▼▼▼
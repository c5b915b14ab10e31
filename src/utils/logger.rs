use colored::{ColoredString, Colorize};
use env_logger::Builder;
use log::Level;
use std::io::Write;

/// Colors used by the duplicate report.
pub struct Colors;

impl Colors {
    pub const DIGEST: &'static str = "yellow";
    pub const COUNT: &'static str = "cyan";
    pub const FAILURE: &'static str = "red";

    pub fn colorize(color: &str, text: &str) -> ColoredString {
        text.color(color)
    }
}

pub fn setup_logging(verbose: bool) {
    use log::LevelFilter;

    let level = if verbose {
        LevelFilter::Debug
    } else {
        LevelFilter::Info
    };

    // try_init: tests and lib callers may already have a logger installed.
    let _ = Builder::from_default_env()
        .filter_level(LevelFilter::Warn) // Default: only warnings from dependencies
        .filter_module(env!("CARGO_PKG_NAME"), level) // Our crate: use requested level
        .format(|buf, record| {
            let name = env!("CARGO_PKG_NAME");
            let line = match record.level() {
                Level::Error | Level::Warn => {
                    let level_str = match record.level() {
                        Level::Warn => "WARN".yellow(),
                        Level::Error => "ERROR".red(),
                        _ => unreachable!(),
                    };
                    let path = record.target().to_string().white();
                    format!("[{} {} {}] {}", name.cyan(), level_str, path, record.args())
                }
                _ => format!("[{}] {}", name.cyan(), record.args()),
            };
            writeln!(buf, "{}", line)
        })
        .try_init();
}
▲▲▲
### Task item
Check each line of these records for the string "text" and state only how many lines have it.

### Output for this task
2